Attorney General of Arkansas — Opinion
Jan 17, 1997
Opinion No. 1996-370 (Ops.Ark.Atty.Gen. Jan. 17, 1997)

Opinion

Opinion Delivered January 17, 1997


The Honorable Bob Lowery Circuit Chancery Judge 9th Judicial District West Sevier County Courthouse DeQueen, Arkansas 71832

Dear Judge Lowery:

This is in response to your request for an opinion on the two following questions:

1. Can an Arkansas deputy prosecuting attorney who is allowed a private practice legally represent a criminal defendant in the rest of the State of Arkansas outside the judicial district he serves?

2. If the answer to Question Number 1 is yes, is it ethical for an Arkansas deputy prosecuting attorney who is allowed a private practice to represent a criminal defendant in the rest of the State of Arkansas outside the judicial district he serves?

It is my opinion that the answer to your first question is "yes," such conduct is "legal." There is some disagreement as to the answer to your second question, and the issue may ultimately have to be resolved by clarifying legislation or judicial rule, but in my opinion, a convincing argument can be made, supported by adequate authority, that this practice is unethical.

In Arkansas, some deputy prosecuting attorneys are allowed to engage in private practice. As to the elected prosecuting attorneys, a state statute governs the question. In a "Division A" judicial district the elected prosecuting attorney may not engage in private practice, and in "Division B" districts, he or she may engage in private practice. See A.C.A. § 16-21-118 (1987). This statute, however, does not refer to deputy prosecuting attorneys. There are some specific statutes which prohibit certain deputy prosecuting attorneys from the private practice of law, but your question refers to a deputy prosecutor whose private practice is not proscribed by statute.

See, e.g., A.C.A. § 16-21-1703 (deputy prosecutors in the Twelfth Judicial District not to engage in private practice); and A.C.A. § 16-21-1102(a)(4)(A)(iii) (part-time deputy prosecutor in the Sixth Judicial District to only engage in civil private practice).

I assume, additionally, that there is no relevant quorum court ordinance restricting the private practice of the deputy in question.

In my opinion, deputy prosecuting attorneys who are not prohibited from engaging in the private practice of law may "legally" represent criminal defendants outside their judicial districts because there is no state statute which proscribes this conduct. The absence of such a law renders the conduct "legal."

It may be necessary to look to the provisions of any relevant local quorum court ordinance to determine whether the particular county in question proscribes this conduct although it is somewhat unclear whether a county has the authority to legislate in the area. Cf. Venhaus v. State, 285 Ark. 23, 684 S.W.2d 252 (1985).
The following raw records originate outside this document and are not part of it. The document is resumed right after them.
//! Wire frame type.
//!
//! Every message exchanged over the transport, in either direction, is one
//! structured frame:
//!
//! ```json
//! { "topic": "room:lobby", "event": "shout", "payload": { "message": "hi" }, "ref": 2 }
//! ```
//!
//! # Events
//!
//! | Event | Direction | Purpose |
//! |-------|-----------|---------|
//! | `phx_join` | outbound | join a channel topic |
//! | `shout` | outbound/inbound | user message on a topic |
//! | `ping` | outbound | keepalive (topic fixed to `keepalive`) |
//! | `phx_reply` | inbound | server reply, clears the join-ack flag |

// ============================================================================
// Imports
// ============================================================================

use serde::{Deserialize, Serialize};
use serde_json::{Map, Value, json};

use crate::error::{Error, Result};
use crate::ids::{Ref, Topic};

// ============================================================================
// Event Names
// ============================================================================

/// Named frame events.
pub mod events {
    /// Channel join request.
    pub const JOIN: &str = "phx_join";

    /// User message.
    pub const SHOUT: &str = "shout";

    /// Keepalive ping.
    pub const PING: &str = "ping";

    /// Server reply to a prior request.
    pub const REPLY: &str = "phx_reply";
}

// ============================================================================
// Frame
// ============================================================================

/// One structured message unit exchanged over the transport.
#[derive(Debug, Clone, PartialEq, Serialize, Deserialize)]
pub struct Frame {
    /// Channel topic the frame belongs to.
    pub topic: Topic,

    /// Event name, see [`events`].
    pub event: String,

    /// Event payload.
    pub payload: Value,

    /// Frame reference for request/response correlation.
    #[serde(rename = "ref")]
    pub reference: Ref,
}

// ============================================================================
// Frame - Constructors
// ============================================================================

impl Frame {
    /// Creates a join frame for a topic.
    #[inline]
    #[must_use]
    pub fn join(topic: Topic, reference: Ref) -> Self {
        Self {
            topic,
            event: events::JOIN.to_string(),
            payload: Value::Object(Map::new()),
            reference,
        }
    }

    /// Creates a shout frame carrying a user message.
    #[inline]
    #[must_use]
    pub fn shout(topic: Topic, message: Value, reference: Ref) -> Self {
        Self {
            topic,
            event: events::SHOUT.to_string(),
            payload: json!({ "message": message }),
            reference,
        }
    }

    /// Creates the fixed keepalive ping frame.
    #[inline]
    #[must_use]
    pub fn keepalive() -> Self {
        Self {
            topic: Topic::keepalive(),
            event: events::PING.to_string(),
            payload: Value::Object(Map::new()),
            reference: Ref::ZERO,
        }
    }
}

// ============================================================================
// Frame - Codec
// ============================================================================

impl Frame {
    /// Serializes the frame to its wire text.
    ///
    /// # Errors
    ///
    /// Returns [`Error::Json`] if serialization fails.
    pub fn encode(&self) -> Result<String> {
        serde_json::to_string(self).map_err(Error::Json)
    }

    /// Parses a frame from inbound wire text.
    ///
    /// # Errors
    ///
    /// Returns [`Error::Decode`] if the text is not a valid frame.
    pub fn decode(text: &str) -> Result<Self> {
        serde_json::from_str(text).map_err(|e| Error::decode(e.to_string()))
    }
}

// ============================================================================
// Frame - Accessors
// ============================================================================

impl Frame {
    /// Returns `true` if this is a server reply frame.
    #[inline]
    #[must_use]
    pub fn is_reply(&self) -> bool {
        self.event == events::REPLY
    }

    /// Returns the `message` field of the payload.
    ///
    /// Returns [`Value::Null`] when the field is absent.
    #[inline]
    #[must_use]
    pub fn message(&self) -> Value {
        self.payload.get("message").cloned().unwrap_or(Value::Null)
    }
}

// ============================================================================
// Tests
// ============================================================================
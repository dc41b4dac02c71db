//! Socket configuration.
//!
//! Provides a type-safe interface for configuring a [`SocketManager`]:
//! endpoint, reconnection policy, and keepalive.
//!
//! # Example
//!
//! ```
//! use std::time::Duration;
//! use sockmux::SocketConfig;
//!
//! let config = SocketConfig::new("publish.ip1.cc:4000")
//!     .with_reconnect(3, Duration::from_secs(1))
//!     .with_keepalive(Duration::from_secs(30));
//! ```
//!
//! [`SocketManager`]: crate::SocketManager

// ============================================================================
// Imports
// ============================================================================

use std::time::Duration;

use url::Url;

use crate::error::{Error, Result};

// ============================================================================
// Constants
// ============================================================================

/// Default reconnect budget: consecutive attempts before giving up.
pub const DEFAULT_MAX_RECONNECT_ATTEMPTS: u32 = 5;

/// Default delay between reconnect attempts.
pub const DEFAULT_RECONNECT_INTERVAL: Duration = Duration::from_millis(3000);

/// Path the channel endpoint serves WebSocket upgrades on.
const ENDPOINT_PATH: &str = "/channel/websocket";

// ============================================================================
// SocketConfig
// ============================================================================

/// Configuration for a socket manager.
///
/// `server` is the remote `host:port`; the full endpoint becomes
/// `ws://<server>/channel/websocket` (`wss://` with [`with_tls`]).
///
/// [`with_tls`]: SocketConfig::with_tls
#[derive(Debug, Clone, PartialEq, Eq)]
pub struct SocketConfig {
    /// Remote address as `host:port`.
    pub server: String,

    /// Connect with `wss://` instead of `ws://`.
    pub tls: bool,

    /// Consecutive reconnect attempts before giving up.
    pub max_reconnect_attempts: u32,

    /// Fixed delay between reconnect attempts.
    pub reconnect_interval: Duration,

    /// Keepalive ping period; `None` disables keepalive.
    pub keepalive: Option<Duration>,
}

// ============================================================================
// Constructors
// ============================================================================

impl SocketConfig {
    /// Creates a configuration with default policy for the given server.
    #[inline]
    #[must_use]
    pub fn new(server: impl Into<String>) -> Self {
        Self {
            server: server.into(),
            tls: false,
            max_reconnect_attempts: DEFAULT_MAX_RECONNECT_ATTEMPTS,
            reconnect_interval: DEFAULT_RECONNECT_INTERVAL,
            keepalive: None,
        }
    }
}

// ============================================================================
// Builder Methods
// ============================================================================

impl SocketConfig {
    /// Enables TLS (`wss://`).
    #[inline]
    #[must_use]
    pub fn with_tls(mut self) -> Self {
        self.tls = true;
        self
    }

    /// Sets the reconnection policy.
    #[inline]
    #[must_use]
    pub fn with_reconnect(mut self, max_attempts: u32, interval: Duration) -> Self {
        self.max_reconnect_attempts = max_attempts;
        self.reconnect_interval = interval;
        self
    }

    /// Enables keepalive pings at the given period.
    ///
    /// A zero period disables keepalive.
    #[inline]
    #[must_use]
    pub fn with_keepalive(mut self, period: Duration) -> Self {
        self.keepalive = if period.is_zero() { None } else { Some(period) };
        self
    }
}

// ============================================================================
// Endpoint URL
// ============================================================================

impl SocketConfig {
    /// Builds and validates the full endpoint URL.
    ///
    /// # Errors
    ///
    /// Returns [`Error::Config`] if `server` does not form a valid
    /// `host:port` authority.
    pub fn endpoint_url(&self) -> Result<String> {
        let scheme = if self.tls { "wss" } else { "ws" };
        let raw = format!("{scheme}://{}{ENDPOINT_PATH}", self.server);

        let url = Url::parse(&raw)
            .map_err(|e| Error::config(format!("invalid server address {:?}: {e}", self.server)))?;

        if url.host_str().is_none() {
            return Err(Error::config(format!(
                "server address {:?} has no host",
                self.server
            )));
        }

        Ok(url.to_string())
    }
}

// ============================================================================
// Tests
// ============================================================================
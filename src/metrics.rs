use axum::{routing::get, Router};
use metrics::{describe_counter, describe_gauge, describe_histogram, gauge};
use metrics_exporter_prometheus::{PrometheusBuilder, PrometheusHandle};
use once_cell::sync::OnceCell;

static HANDLE: OnceCell<PrometheusHandle> = OnceCell::new();

#[derive(Clone)]
pub struct Metrics {
    pub handle: PrometheusHandle,
}

impl Metrics {
    /// Install the Prometheus recorder (once per process) and publish the fetch deadline.
    pub fn init(fetch_timeout_ms: u64) -> anyhow::Result<Self> {
        let handle = HANDLE
            .get_or_try_init(|| {
                let handle = PrometheusBuilder::new().install_recorder()?;
                describe();
                Ok::<_, anyhow::Error>(handle)
            })?
            .clone();

        gauge!("feed_fetch_timeout_ms").set(fetch_timeout_ms as f64);

        Ok(Self { handle })
    }

    /// Returns a router exposing `/metrics` with the Prometheus exposition format.
    pub fn router(&self) -> Router {
        let handle = self.handle.clone();
        Router::new().route(
            "/metrics",
            get(move || {
                let h = handle.clone();
                async move { h.render() }
            }),
        )
    }
}

fn describe() {
    describe_counter!("feed_requests_total", "Feed window requests accepted.");
    describe_counter!("feed_items_served_total", "Content items returned to callers.");
    describe_counter!(
        "feed_positions_failed_total",
        "Positions where primary and fallback both failed."
    );
    describe_counter!("feed_fallback_used_total", "Fallback provider calls issued.");
    describe_counter!(
        "feed_provider_errors_total",
        "Provider call failures, including deadline expiry."
    );
    describe_histogram!("feed_dispatch_ms", "Window dispatch time in milliseconds.");
    describe_gauge!("feed_fetch_timeout_ms", "Per-call provider deadline.");
}
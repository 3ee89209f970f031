// src/lib.rs
// Public library surface for the binary and integration tests.

pub mod api;
pub mod assemble;
pub mod config;
pub mod dispatch;
pub mod fetch;
pub mod metrics;
pub mod mix;
pub mod provider;

// ---- Re-exports for stable public API ----
pub use crate::api::router;
pub use crate::config::FeedConfig;
pub use crate::dispatch::{dispatch, FeedContext, Window};
pub use crate::mix::{MixPlan, Slot};
pub use crate::provider::{ContentClient, ContentItem, Provider, ProviderRegistry};

use axum::Router;
use tracing::info;

/// Build the full application router (feed API + `/metrics`) from `config`.
pub fn app(config: &FeedConfig) -> anyhow::Result<Router> {
    let ctx = config.build_context()?;
    let metrics = crate::metrics::Metrics::init(config.fetch_timeout_ms)?;

    info!(
        target: "feed",
        slots = ctx.plan().len(),
        providers = ctx.registry().len(),
        fetch_timeout_ms = config.fetch_timeout_ms,
        max_count = config.max_count,
        "feed context ready"
    );

    let state = api::AppState::new(ctx, config.max_count);
    Ok(router(state).merge(metrics.router()))
}
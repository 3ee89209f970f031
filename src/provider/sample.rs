// src/provider/sample.rs
//! In-process providers: a synthetic item generator and an always-failing source.

use std::time::Duration;

use anyhow::{bail, Result};
use async_trait::async_trait;
use chrono::Utc;
use rand::Rng;

use super::{ContentClient, ContentItem, Provider};

/// Generates synthetic items tagged with its own provider id.
#[derive(Debug, Clone)]
pub struct SampleProvider {
    source: Provider,
    latency: Option<Duration>,
}

impl SampleProvider {
    pub fn new(source: impl Into<Provider>) -> Self {
        Self {
            source: source.into(),
            latency: None,
        }
    }

    /// Delay every call, to emulate a slow upstream.
    pub fn with_latency(mut self, latency: Duration) -> Self {
        self.latency = Some(latency);
        self
    }

    fn generate(&self, count: usize) -> Vec<ContentItem> {
        let mut rng = rand::rng();
        (0..count)
            .map(|_| {
                let id = format!("{:016x}", rng.random::<u64>());
                ContentItem {
                    title: format!("Sample item {id}"),
                    source: self.source.to_string(),
                    summary: format!("Synthetic content from provider {}", self.source),
                    link: format!("https://content.example/{}/{id}", self.source),
                    expiry: Utc::now() + chrono::Duration::hours(24),
                    id,
                }
            })
            .collect()
    }
}

#[async_trait]
impl ContentClient for SampleProvider {
    async fn fetch(&self, _requester: &str, count: usize) -> Result<Vec<ContentItem>> {
        if let Some(d) = self.latency {
            tokio::time::sleep(d).await;
        }
        Ok(self.generate(count))
    }
}

/// Provider that never yields content.
#[derive(Debug, Clone)]
pub struct FailingProvider {
    source: Provider,
}

impl FailingProvider {
    pub fn new(source: impl Into<Provider>) -> Self {
        Self {
            source: source.into(),
        }
    }
}

#[async_trait]
impl ContentClient for FailingProvider {
    async fn fetch(&self, _requester: &str, _count: usize) -> Result<Vec<ContentItem>> {
        bail!("provider {} is unavailable", self.source)
    }
}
Counties are charged with the responsibility of paying the salaries of deputy prosecuting attorneys (see A.C.A. § 16-21-146 (1987) and 16-21-1704 (Supp. 1995)), although such deputies are in all likelihood state officers. See Martindale v. Honey, 259 Ark. 416, 533 S.W.2d 198 (1976), and Ops. Att'y Gen. 93-010; 92-148; 91-278; 91-190; and 91-159.

Your second question, however, is whether such conduct is "ethical." The seminal case on the question appears to be In re Wakefield, 107 Vt. 180, 177 A. 319 (1935), in which it was stated:

It is a matter of common knowledge, of which we take judicial notice, that it has been the practice of some State's attorneys to appear in another county in the State and defend a respondent charged with committing a crime in such other county, or to appear in proceedings in which the State was an opposing party or had an adverse interest. Such practice is unethical and improper and it should not be followed or countenanced. A State's attorney in this State is not merely a prosecuting officer in the county in which he is elected. He is also an officer of the State, in the general matter of the enforcement of the criminal law. It is the State and not the county, that pays his salary and official expenses.

107 Vt. at 189.

Of course, in Arkansas, the State does not pay the salaries of the deputy prosecuting attorneys. They are paid by the counties. See note 3, supra. In my opinion, however, this distinction is not sufficient to entirely discount the rationale of In re Wakefield. In either case, the "client" of the deputy prosecuting attorney is the state. The deputy prosecuting attorney acts adversely to the interests of this client when he or she seeks to represent a separate client, a defendant, in a criminal proceeding against the state. At least one other court has so held. In Howerton v. State, 640 P.2d 566 (Okla. 1982), a criminal defendant had his conviction overturned and remanded for a new trial because he had been represented below by a part-time district attorney who was appointed as his counsel. The court held that this was improper and constituted "fundamental error," stating:

A member of the bar who is a part-time district attorney may not be appointed to defend persons either within or outside the jurisdiction in which he serves as assistant district attorney. A district attorney represents the State of Oklahoma to enforce its criminal laws. His first and foremost duty is to represent the State in criminal proceedings, and, he cannot represent a defendant where the State of Oklahoma is the opposing party. One cannot adequately serve two masters; these positions are inherently antagonistic and irreconcilable.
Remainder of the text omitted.